Antoine-Laurent Lavoisier (1743-1794) has been called the founder of modern chemistry. (View a portrait of Mme. & M. Lavoisier by Jacque-Louis David at the Metropolitan Museum of Art, New York.) Among his important contributions were the application of the balance and the principle of conservation of mass to chemistry, the explanation of combustion and respiration in terms of combination with oxygen rather than loss of phlogiston (See chapter 5.), and a reform of chemical nomenclature. His Traité Élementaire de Chimie (1789), from which the present extract is taken in a contemporary translation, was a tremendously influential synthesis of his work.

Lavoisier was a public servant as well as a scientist. Under the French monarchy, he was a member of the tax-collecting agency, the Ferme Générale. His work for the government included advocating rational agricultural methods and improving the manufacture of gunpowder. His service to France continued during the Revolution. He was an alternate deputy of the reconvened Estates-General in 1789, and from 1790 served on a commission charged with making weights and measures uniform across France. A Parisian by birth, Lavoisier also died in Paris, guillotined with other former members of the Ferme Générale during the Reign of Terror in May 1794.

The preface to his Traité Élementaire de Chimie is a fitting selection to follow Boyle's The Sceptical Chymist because it includes the definition of element that was to dominate chemistry throughout the next century, and which is still familiar in our own day. In addition, Lavoisier's musings on the connection between science and the language which conveys its ideas remain thought-provoking, particularly in light of the writings of Bertrand Russell, Ludwig Wittgenstein, and Alfred Ayer in the first half of the 20[^th^]{.underline} century. Even his comments about the pedagogy of introductory chemistry take sides in a debate that remains current.

Antoine Lavoisier, Preface to Elements of Chemistry

translation by Robert Kerr (Edinburgh, 1790), pp. xiii-xxxvii

When I began the following Work, my only object was to extend and explain more fully the Memoir which I read at the public meeting of the Academy of Science in the month of April 1787, on the necessity of reforming and completing the Nomenclature of Chemistry[1]. While engaged in this employment, I perceived, better than I had ever done before, the justice of the following maxims of the Abbé de Condillac[2], in his System of Logic, and some other of his works.

"We think only through the medium of words. --Languages are true analytical methods. --Algebra, which is adapted to its purpose in every species of expression, in the most simple, most exact, and best manner possible, is at the same time a language and an analytical method. --The art of reasoning is nothing more than a language well arranged."

Thus, while I thought myself employed only in forming a Nomenclature, and while I proposed to myself nothing more than to improve the chemical language, my work transformed itself by degrees, without my being able to prevent it, into a treatise upon the Elements of Chemistry.

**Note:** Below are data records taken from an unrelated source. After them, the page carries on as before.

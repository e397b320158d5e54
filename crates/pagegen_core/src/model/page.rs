//! Persisted page record.
//!
//! # Invariants
//! - `id`, `owner_id`, `slug`, `content` and `created_at` are set once.
//! - `title` and `description` are denormalized copies of the content fields.

use crate::model::content::ContentDocument;
use uuid::Uuid;

/// Opaque page identifier assigned at creation.
pub type PageId = Uuid;

/// Authenticated requester, supplied by the surrounding auth layer.
#[derive(Debug, Clone, PartialEq, Eq, Hash)]
pub struct Principal {
    pub id: String,
}

impl Principal {
    pub fn new(id: impl Into<String>) -> Self {
        Self { id: id.into() }
    }
}

/// One published landing page.
#[derive(Debug, Clone, PartialEq, Eq)]
pub struct Page {
    pub id: PageId,
    pub owner_id: String,
    pub slug: String,
    pub title: String,
    pub description: String,
    pub content: ContentDocument,
    pub published: bool,
    /// Unix epoch milliseconds.
    pub created_at: i64,
}

impl Page {
    /// Builds a published page for `content` under `slug` with a fresh id.
    pub fn publish(
        owner_id: impl Into<String>,
        slug: impl Into<String>,
        content: ContentDocument,
        created_at: i64,
    ) -> Self {
        Self {
            id: Uuid::new_v4(),
            owner_id: owner_id.into(),
            slug: slug.into(),
            title: content.title.clone(),
            description: content.description.clone(),
            content,
            published: true,
            created_at,
        }
    }
}
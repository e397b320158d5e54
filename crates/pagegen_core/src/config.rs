//! Runtime configuration resolved from environment variables.
//!
//! # Invariants
//! - Resolution is a pure function over a key lookup; `from_env` is the only
//!   entry point that reads process state.
//! - Invalid values are rejected, never silently replaced by defaults.

use crate::logging::default_log_level;
use std::error::Error;
use std::fmt::{Display, Formatter};
use std::path::PathBuf;
use std::time::Duration;

pub const ENV_DB_PATH: &str = "PAGEGEN_DB_PATH";
pub const ENV_API_KEY: &str = "OPENAI_API_KEY";
pub const ENV_API_BASE: &str = "PAGEGEN_API_BASE";
pub const ENV_MODEL: &str = "PAGEGEN_MODEL";
pub const ENV_TEMPERATURE: &str = "PAGEGEN_TEMPERATURE";
pub const ENV_TIMEOUT_SECS: &str = "PAGEGEN_TIMEOUT_SECS";
pub const ENV_LOG_LEVEL: &str = "PAGEGEN_LOG_LEVEL";
pub const ENV_LOG_DIR: &str = "PAGEGEN_LOG_DIR";

const DEFAULT_DB_FILE_NAME: &str = "pagegen.sqlite3";
const DEFAULT_API_BASE: &str = "https://api.openai.com/v1";
const DEFAULT_MODEL: &str = "gpt-3.5-turbo";
const DEFAULT_TEMPERATURE: f32 = 0.8;
const DEFAULT_TIMEOUT_SECS: u64 = 30;

/// Settings for the external completion service.
#[derive(Debug, Clone, PartialEq)]
pub struct GeneratorConfig {
    pub api_base: String,
    /// `None` when unset; real generation refuses to start without it.
    pub api_key: Option<String>,
    pub model: String,
    pub temperature: f32,
    pub timeout: Duration,
}

impl Default for GeneratorConfig {
    fn default() -> Self {
        Self {
            api_base: DEFAULT_API_BASE.to_string(),
            api_key: None,
            model: DEFAULT_MODEL.to_string(),
            temperature: DEFAULT_TEMPERATURE,
            timeout: Duration::from_secs(DEFAULT_TIMEOUT_SECS),
        }
    }
}

/// Process-wide settings.
#[derive(Debug, Clone, PartialEq)]
pub struct AppConfig {
    pub db_path: PathBuf,
    pub generator: GeneratorConfig,
    pub log_level: String,
    pub log_dir: Option<PathBuf>,
}

#[derive(Debug, Clone, PartialEq, Eq)]
pub enum ConfigError {
    InvalidValue {
        key: &'static str,
        value: String,
        reason: &'static str,
    },
}

impl Display for ConfigError {
    fn fmt(&self, f: &mut Formatter<'_>) -> std::fmt::Result {
        match self {
            Self::InvalidValue { key, value, reason } => {
                write!(f, "invalid value `{value}` for {key}: {reason}")
            }
        }
    }
}

impl Error for ConfigError {}

impl AppConfig {
    /// Resolves configuration from the process environment.
    pub fn from_env() -> Result<Self, ConfigError> {
        Self::from_lookup(|key| std::env::var(key).ok())
    }

    /// Resolves configuration from an arbitrary key lookup.
    ///
    /// Blank values count as unset.
    pub fn from_lookup(lookup: impl Fn(&str) -> Option<String>) -> Result<Self, ConfigError> {
        let get = |key: &str| {
            lookup(key)
                .map(|raw| raw.trim().to_string())
                .filter(|value| !value.is_empty())
        };

        let db_path = get(ENV_DB_PATH)
            .map(PathBuf::from)
            .unwrap_or_else(|| std::env::temp_dir().join(DEFAULT_DB_FILE_NAME));

        let temperature = match get(ENV_TEMPERATURE) {
            Some(raw) => match raw.parse::<f32>() {
                Ok(value) if value > 0.0 && value <= 2.0 => value,
                _ => {
                    return Err(ConfigError::InvalidValue {
                        key: ENV_TEMPERATURE,
                        value: raw,
                        reason: "expected a number above 0.0 and at most 2.0",
                    })
                }
            },
            None => DEFAULT_TEMPERATURE,
        };

        let timeout = match get(ENV_TIMEOUT_SECS) {
            Some(raw) => match raw.parse::<u64>() {
                Ok(secs) if secs > 0 => Duration::from_secs(secs),
                _ => {
                    return Err(ConfigError::InvalidValue {
                        key: ENV_TIMEOUT_SECS,
                        value: raw,
                        reason: "expected a positive number of seconds",
                    })
                }
            },
            None => Duration::from_secs(DEFAULT_TIMEOUT_SECS),
        };

        let log_dir = match get(ENV_LOG_DIR) {
            Some(raw) => {
                let path = PathBuf::from(&raw);
                if !path.is_absolute() {
                    return Err(ConfigError::InvalidValue {
                        key: ENV_LOG_DIR,
                        value: raw,
                        reason: "expected an absolute path",
                    });
                }
                Some(path)
            }
            None => None,
        };

        Ok(Self {
            db_path,
            generator: GeneratorConfig {
                api_base: get(ENV_API_BASE)
                    .map(|base| base.trim_end_matches('/').to_string())
                    .unwrap_or_else(|| DEFAULT_API_BASE.to_string()),
                api_key: get(ENV_API_KEY),
                model: get(ENV_MODEL).unwrap_or_else(|| DEFAULT_MODEL.to_string()),
                temperature,
                timeout,
            },
            log_level: get(ENV_LOG_LEVEL).unwrap_or_else(|| default_log_level().to_string()),
            log_dir,
        })
    }
}
//! SQLite bootstrap for the page store.
//!
//! # Responsibility
//! - Open and configure SQLite connections.
//! - Apply schema migrations before any page is read or written.
//!
//! # Invariants
//! - Migration version is tracked via `PRAGMA user_version`.
//! - A connection handed to the repository layer is always fully migrated.

use std::error::Error;
use std::fmt::{Display, Formatter};

pub mod migrations;
mod open;

pub use open::{open_db, open_db_in_memory};

pub type DbResult<T> = Result<T, DbError>;

#[derive(Debug)]
pub enum DbError {
    Sqlite(rusqlite::Error),
    UnsupportedSchemaVersion {
        db_version: u32,
        latest_supported: u32,
    },
}

impl Display for DbError {
    fn fmt(&self, f: &mut Formatter<'_>) -> std::fmt::Result {
        match self {
            Self::Sqlite(err) => write!(f, "{err}"),
            Self::UnsupportedSchemaVersion {
                db_version,
                latest_supported,
            } => write!(
                f,
                "page store schema version {db_version} is newer than supported {latest_supported}"
            ),
        }
    }
}

impl Error for DbError {
    fn source(&self) -> Option<&(dyn Error + 'static)> {
        match self {
            Self::Sqlite(err) => Some(err),
            Self::UnsupportedSchemaVersion { .. } => None,
        }
    }
}

impl From<rusqlite::Error> for DbError {
    fn from(value: rusqlite::Error) -> Self {
        Self::Sqlite(value)
    }
}
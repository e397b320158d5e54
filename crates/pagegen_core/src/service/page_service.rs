//! Landing page pipeline: prompt to published page, and slug to rendered page.
//!
//! # Responsibility
//! - Sequence generation strictly before allocation; nothing is persisted
//!   when generation fails.
//! - Map every failure to one stable [`ErrorKind`].
//! - Serve published pages by slug without revealing unpublished ones.

use crate::generator::client::CompletionClient;
use crate::generator::{GenerateError, Generator};
use crate::model::page::{Page, Principal};
use crate::render::{render, RenderContext, RenderedPage};
use crate::repo::page_repo::{PageRepository, RepoError};
use crate::service::slug_allocator::{AllocationError, RandomSuffix, SlugAllocator, SuffixSource};
use log::{error, info};
use std::error::Error;
use std::fmt::{Display, Formatter};
use std::time::Instant;

/// Stable failure taxonomy exposed to callers.
#[derive(Debug, Clone, Copy, PartialEq, Eq, Hash)]
pub enum ErrorKind {
    InvalidInput,
    GenerationTimeout,
    GenerationMalformed,
    GenerationIncomplete,
    GenerationUpstream,
    SlugDerivationFailed,
    SlugAllocationExhausted,
    StoreUnavailable,
}

impl ErrorKind {
    pub fn code(self) -> &'static str {
        match self {
            Self::InvalidInput => "invalid_input",
            Self::GenerationTimeout => "generation_timeout",
            Self::GenerationMalformed => "generation_malformed",
            Self::GenerationIncomplete => "generation_incomplete",
            Self::GenerationUpstream => "generation_upstream",
            Self::SlugDerivationFailed => "slug_derivation_failed",
            Self::SlugAllocationExhausted => "slug_allocation_exhausted",
            Self::StoreUnavailable => "store_unavailable",
        }
    }

    /// Whether resubmitting the whole request may succeed.
    pub fn is_retryable(self) -> bool {
        matches!(
            self,
            Self::GenerationTimeout
                | Self::GenerationMalformed
                | Self::GenerationIncomplete
                | Self::GenerationUpstream
                | Self::SlugAllocationExhausted
                | Self::StoreUnavailable
        )
    }

    /// Caused by the request itself rather than by the service.
    pub fn is_client_error(self) -> bool {
        matches!(self, Self::InvalidInput)
    }
}

#[derive(Debug)]
pub enum PageServiceError {
    Generate(GenerateError),
    Allocate(AllocationError),
    Store(RepoError),
}

impl PageServiceError {
    pub fn kind(&self) -> ErrorKind {
        match self {
            Self::Generate(err) => match err {
                GenerateError::InvalidInput(_) => ErrorKind::InvalidInput,
                GenerateError::Timeout(_) => ErrorKind::GenerationTimeout,
                GenerateError::Malformed(_) => ErrorKind::GenerationMalformed,
                GenerateError::Incomplete(_) => ErrorKind::GenerationIncomplete,
                GenerateError::Upstream(_) => ErrorKind::GenerationUpstream,
            },
            Self::Allocate(err) => match err {
                AllocationError::SlugDerivationFailed => ErrorKind::SlugDerivationFailed,
                AllocationError::Exhausted { .. } => ErrorKind::SlugAllocationExhausted,
                AllocationError::InvalidContent(_) => ErrorKind::GenerationIncomplete,
                AllocationError::Store(_) => ErrorKind::StoreUnavailable,
            },
            Self::Store(_) => ErrorKind::StoreUnavailable,
        }
    }
}

impl Display for PageServiceError {
    fn fmt(&self, f: &mut Formatter<'_>) -> std::fmt::Result {
        match self {
            Self::Generate(err) => write!(f, "{err}"),
            Self::Allocate(err) => write!(f, "{err}"),
            Self::Store(err) => write!(f, "page store unavailable: {err}"),
        }
    }
}

impl Error for PageServiceError {
    fn source(&self) -> Option<&(dyn Error + 'static)> {
        match self {
            Self::Generate(err) => Some(err),
            Self::Allocate(err) => Some(err),
            Self::Store(err) => Some(err),
        }
    }
}

impl From<GenerateError> for PageServiceError {
    fn from(value: GenerateError) -> Self {
        Self::Generate(value)
    }
}

impl From<AllocationError> for PageServiceError {
    fn from(value: AllocationError) -> Self {
        Self::Allocate(value)
    }
}

impl From<RepoError> for PageServiceError {
    fn from(value: RepoError) -> Self {
        Self::Store(value)
    }
}

/// Generation pipeline: generator followed by slug allocation.
pub struct PageService<C: CompletionClient, R: PageRepository, S: SuffixSource = RandomSuffix> {
    generator: Generator<C>,
    allocator: SlugAllocator<R, S>,
}

impl<C: CompletionClient, R: PageRepository, S: SuffixSource> PageService<C, R, S> {
    pub fn new(generator: Generator<C>, allocator: SlugAllocator<R, S>) -> Self {
        Self {
            generator,
            allocator,
        }
    }

    /// Turns `prompt` into a published page owned by `principal`.
    ///
    /// Either the full page with a unique slug is stored, or nothing is.
    pub fn create_page(
        &self,
        prompt: &str,
        principal: &Principal,
    ) -> Result<Page, PageServiceError> {
        let started_at = Instant::now();
        let result = self
            .generator
            .generate(prompt, principal)
            .map_err(PageServiceError::from)
            .and_then(|content| {
                self.allocator
                    .allocate_and_persist(content, &principal.id)
                    .map_err(PageServiceError::from)
            });

        match &result {
            Ok(page) => info!(
                "event=page_create module=service status=ok owner={} page_id={} slug={} duration_ms={}",
                principal.id,
                page.id,
                page.slug,
                started_at.elapsed().as_millis()
            ),
            Err(err) => error!(
                "event=page_create module=service status=error owner={} duration_ms={} error_code={}",
                principal.id,
                started_at.elapsed().as_millis(),
                err.kind().code()
            ),
        }
        result
    }

    /// Read side sharing this pipeline's repository.
    pub fn reader(&self) -> PageReader<&R> {
        PageReader::new(self.allocator.repo())
    }
}

/// Read side: published page lookup and rendering.
pub struct PageReader<R: PageRepository> {
    repo: R,
}

impl<R: PageRepository> PageReader<R> {
    pub fn new(repo: R) -> Self {
        Self { repo }
    }

    /// Published page for `slug`; `None` covers both missing and unpublished.
    ///
    /// Slugs match exactly; a blank slug short-circuits to `None`.
    pub fn find_published(&self, slug: &str) -> Result<Option<Page>, PageServiceError> {
        if slug.trim().is_empty() {
            return Ok(None);
        }
        Ok(self.repo.get_published_by_slug(slug)?)
    }

    /// Renders the published page for `slug`, if any.
    pub fn render_published(
        &self,
        slug: &str,
        ctx: &RenderContext,
    ) -> Result<Option<RenderedPage>, PageServiceError> {
        Ok(self
            .find_published(slug)?
            .map(|page| render(&page, ctx)))
    }
}
use pagegen_core::db::migrations::latest_version;
use pagegen_core::db::{open_db, open_db_in_memory, DbError};
use rusqlite::Connection;

#[test]
fn open_db_in_memory_applies_all_migrations() {
    let conn = open_db_in_memory().unwrap();

    assert_eq!(schema_version(&conn), latest_version());
    assert_table_exists(&conn, "pages");
}

#[test]
fn opening_same_database_twice_is_idempotent() {
    let dir = tempfile::tempdir().unwrap();
    let path = dir.path().join("pages.db");

    let conn_first = open_db(&path).unwrap();
    assert_eq!(schema_version(&conn_first), latest_version());
    drop(conn_first);

    let conn_second = open_db(&path).unwrap();
    assert_eq!(schema_version(&conn_second), latest_version());
    assert_table_exists(&conn_second, "pages");
}

#[test]
fn opening_database_with_newer_schema_version_returns_error() {
    let dir = tempfile::tempdir().unwrap();
    let path = dir.path().join("future.db");

    let conn = Connection::open(&path).unwrap();
    conn.execute_batch("PRAGMA user_version = 999;").unwrap();
    drop(conn);

    let err = open_db(&path).unwrap_err();
    match err {
        DbError::UnsupportedSchemaVersion {
            db_version,
            latest_supported,
        } => {
            assert_eq!(db_version, 999);
            assert_eq!(latest_supported, latest_version());
        }
        other => panic!("unexpected error: {other}"),
    }
}

#[test]
fn slug_column_is_unique() {
    let conn = open_db_in_memory().unwrap();
    let insert = "INSERT INTO pages (id, owner_id, slug, title, content, published, created_at)
                  VALUES (?1, 'owner', 'acme', 'Acme', '{}', 1, 0);";
    conn.execute(insert, ["a"]).unwrap();
    let err = conn.execute(insert, ["b"]).unwrap_err();
    assert!(err.to_string().contains("pages.slug"));
}

fn schema_version(conn: &Connection) -> u32 {
    conn.query_row("PRAGMA user_version;", [], |row| row.get(0))
        .unwrap()
}

fn assert_table_exists(conn: &Connection, table_name: &str) {
    let exists: i64 = conn
        .query_row(
            "SELECT EXISTS(
                SELECT 1
                FROM sqlite_master
                WHERE type = 'table' AND name = ?1
            );",
            [table_name],
            |row| row.get(0),
        )
        .unwrap();
    assert_eq!(exists, 1, "table {table_name} does not exist");
}
//! Page store schema migrations.
//!
//! Versions are tracked through `PRAGMA user_version` and applied inside a
//! single transaction, so a database is either fully migrated or untouched.

use crate::db::{DbError, DbResult};
use log::info;
use rusqlite::{Connection, TransactionBehavior};

#[derive(Debug, Clone, Copy)]
struct Migration {
    version: u32,
    name: &'static str,
    sql: &'static str,
}

const MIGRATIONS: &[Migration] = &[Migration {
    version: 1,
    name: "pages",
    sql: include_str!("0001_init.sql"),
}];

/// Returns the latest schema version this binary can write.
pub fn latest_version() -> u32 {
    MIGRATIONS.last().map_or(0, |migration| migration.version)
}

/// Brings `conn` up to [`latest_version`].
///
/// # Errors
/// - `UnsupportedSchemaVersion` when the file was written by a newer build.
/// - `Sqlite` when any migration statement fails; nothing is committed then.
pub fn apply_migrations(conn: &mut Connection) -> DbResult<()> {
    // Immediate: concurrent openers queue on the write lock, then see the
    // version the winner committed.
    let tx = conn.transaction_with_behavior(TransactionBehavior::Immediate)?;
    let from_version = schema_version(&tx)?;
    let latest = latest_version();

    if from_version > latest {
        return Err(DbError::UnsupportedSchemaVersion {
            db_version: from_version,
            latest_supported: latest,
        });
    }

    let pending = MIGRATIONS
        .iter()
        .filter(|migration| migration.version > from_version)
        .collect::<Vec<_>>();
    if pending.is_empty() {
        return Ok(());
    }

    for migration in &pending {
        tx.execute_batch(migration.sql)?;
        tx.pragma_update(None, "user_version", migration.version)?;
    }
    tx.commit()?;

    info!(
        "event=db_migrate module=db status=ok from_version={} to_version={} applied={}",
        from_version,
        latest,
        pending
            .iter()
            .map(|migration| migration.name)
            .collect::<Vec<_>>()
            .join(",")
    );
    Ok(())
}

fn schema_version(conn: &Connection) -> DbResult<u32> {
    Ok(conn.pragma_query_value(None, "user_version", |row| row.get::<_, u32>(0))?)
}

The impossibility of separating the nomenclature of a science from the science itself, is owing to this, that every branch of physical science must consist of three things; the series of facts which are the objects of the science, the ideas which represent these facts, and the words by which these ideas are expressed. Like three impressions of the same seal, the word ought to produce the idea, and the idea to be a picture of the fact. And, as ideas are preserved and communicated by means of words, it necessarily follows that we cannot improve the language of any science without at the same time improving the science itself; neither can we, on the other hand, improve a science, without improving the language or nomenclature which belongs to it. However certain the facts of any science may be, and, however just the ideas we may have formed of these facts, we can only communicate false impressions to others, while we want words by which these may be properly expressed.[3]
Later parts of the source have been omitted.